Obama qui, depuis son élection, multiplie les références au combat de Martin Luther King, à Abraham Lincoln et même aux Pères Fondateurs de la nation américaine dont, selon lui, les « idéaux éclairent toujours le monde », prétend écrire une nouvelle page de l’histoire des Etats-Unis et du monde. Son discours d’investiture est à l’image de la contradiction de son élection. Premier président noir élu aux Etats-Unis, il l’a été avec les voix des classes populaires et, de fait, son élection est un désaveu des politiques des dirigeants américains. Mais il n’en est pas moins le candidat des classes privilégiées américaines. Aussi son discours vise à entretenir l’illusion que le rêve américain est toujours possible à l’heure où le capitalisme aux Etats-Unis et dans le monde connaît la plus profonde de ses crises.

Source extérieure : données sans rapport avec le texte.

#[cfg(test)]
mod tests {
    use super::*;
    use async_trait::async_trait;
    use quoth_core::embedding::ContentType;
    use quoth_core::models::{ChunkMetadata, DocType, Organization, Project, Tier, Visibility};
    use quoth_core::store::memory::InMemoryStore;

    struct FixedEmbedder;
    #[async_trait]
    impl EmbeddingProvider for FixedEmbedder {
        fn model_name(&self, _content_type: ContentType) -> &str {
            "test-model"
        }
        fn dims(&self) -> usize {
            2
        }
        async fn embed_passage(&self, _text: &str, _content_type: ContentType) -> anyhow::Result<Vec<f32>> {
            Ok(vec![1.0, 0.0])
        }
        async fn embed_query(&self, _text: &str, _content_type: ContentType) -> anyhow::Result<Vec<f32>> {
            Ok(vec![1.0, 0.0])
        }
    }

    async fn seeded_project_with_chunk(tier: Tier) -> (Arc<dyn Store>, Uuid) {
        let store: Arc<dyn Store> = Arc::new(InMemoryStore::new());
        let org_id = Uuid::new_v4();
        let owner_id = Uuid::new_v4();
        store
            .create_organization(Organization {
                id: org_id,
                slug: "acme".into(),
                name: "Acme".into(),
                owner_user_id: owner_id,
                created_at: chrono::Utc::now(),
            })
            .await
            .unwrap();
        let project = store
            .create_project(Project {
                id: Uuid::new_v4(),
                slug: "docs".into(),
                organization_id: org_id,
                owner_user_id: owner_id,
                is_public: false,
                require_approval: false,
                tier,
                created_at: chrono::Utc::now(),
            })
            .await
            .unwrap();

        let doc = store
            .upsert_document(quoth_core::models::Document {
                id: Uuid::nil(),
                project_id: project.id,
                file_path: "architecture/overview.md".into(),
                title: "Overview".into(),
                content: "content".into(),
                checksum: quoth_core::models::Document::checksum_for("content"),
                doc_type: Some(DocType::Architecture),
                visibility: Visibility::Project,
                version: 0,
                last_updated: chrono::Utc::now(),
                agent_id: None,
            })
            .await
            .unwrap();

        store
            .insert_chunk(quoth_core::models::DocumentChunk {
                id: Uuid::new_v4(),
                document_id: doc.id,
                content_chunk: "Relevant content about search".into(),
                chunk_hash: "h".into(),
                embedding: vec![1.0, 0.0],
                embedding_model: "test-model".into(),
                metadata: ChunkMetadata {
                    chunk_index: 0,
                    language: None,
                    start_line: None,
                    end_line: None,
                    parent_context: None,
                    source: "test".into(),
                },
            })
            .await
            .unwrap();

        (store, project.id)
    }

    fn pipeline(store: Arc<dyn Store>) -> RetrievalPipeline {
        RetrievalPipeline::new(store.clone(), Arc::new(FixedEmbedder), None, Arc::new(TierMeter::new(store)))
    }

    #[tokio::test]
    async fn search_finds_the_seeded_chunk() {
        let (store, project_id) = seeded_project_with_chunk(Tier::Pro).await;
        let pipeline = pipeline(store);
        let cancel = CancellationToken::new();

        let outcome = pipeline
            .search_documents(project_id, "search relevance", false, &cancel)
            .await
            .unwrap();

        assert!(!outcome.used_fallback);
        assert_eq!(outcome.items.len(), 1);
        assert_eq!(outcome.items[0].trust_band, TrustBand::High);
    }

    #[tokio::test]
    async fn free_tier_overflow_falls_back_to_keyword_search() {
        let (store, project_id) = seeded_project_with_chunk(Tier::Free).await;
        let pipeline = pipeline(store);
        let cancel = CancellationToken::new();

        for _ in 0..5 {
            pipeline
                .search_documents(project_id, "search relevance", false, &cancel)
                .await
                .unwrap();
        }

        let sixth = pipeline
            .search_documents(project_id, "relevant content search", false, &cancel)
            .await
            .unwrap();
        assert!(sixth.used_fallback);
        assert!(sixth.tier_message.is_some());
    }

    #[tokio::test]
    async fn read_document_exact_match() {
        let (store, project_id) = seeded_project_with_chunk(Tier::Pro).await;
        let pipeline = pipeline(store);
        let doc = pipeline
            .read_document(project_id, "architecture/overview.md", ReadScope::Project)
            .await
            .unwrap();
        assert_eq!(doc.title, "Overview");
    }

    #[tokio::test]
    async fn read_chunks_rejects_too_many_ids() {
        let (store, project_id) = seeded_project_with_chunk(Tier::Pro).await;
        let pipeline = pipeline(store);
        let ids: Vec<Uuid> = (0..MAX_READ_CHUNK_IDS + 1).map(|_| Uuid::new_v4()).collect();
        let result = pipeline.read_chunks(project_id, &ids).await;
        assert!(matches!(result, Err(QuothError::ValidationError(_))));
    }

    #[tokio::test]
    async fn cancelled_token_short_circuits_search() {
        let (store, project_id) = seeded_project_with_chunk(Tier::Pro).await;
        let pipeline = pipeline(store);
        let cancel = CancellationToken::new();
        cancel.cancel();

        let result = pipeline
            .search_documents(project_id, "anything", false, &cancel)
            .await;
        assert!(result.is_err());
    }
}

Il veut entretenir l’espoir que les choses vont changer grâce à lui. Ainsi, sur la crise, a-t-il déclaré : « La crise économique qui frappe le pays, est le fruit de la cupidité et de l’irresponsabilité de certains. » Et, comme s’il s’engageait à s’y opposer : « Un pays ne peut prospérer longtemps en ne favorisant que les plus prospères ». Mais sur le fond, ce sont bien les intérêts de la bourgeoisie américaine, la bourgeoisie la plus puissante du monde, qu’Obama défend. D’ailleurs son discours réaffirme l’essentiel, maintenir la position des Etats-Unis comme leader du monde : « nous sommes prêts à diriger à nouveau ».
Si Obama en appelle à « l’espoir plutôt que la peur, la cohésion vers l’objectif plutôt que le conflit et la discorde », cet espoir se heurte, pour la grande majorité de la population aux Etats-Unis comme dans le reste du monde, à la réalité des conséquences de la politique de la minorité capitaliste qui dirige.
Le développement de la crise financière et économique combiné à l’accentuation de l’offensive militaire d’Israël contre le peuple palestinien dessine les traits d’une nouvelle période dans laquelle se conjuguent l’aggravation des inégalités sociales, le recul des droits démocratiques et un état de guerre permanent...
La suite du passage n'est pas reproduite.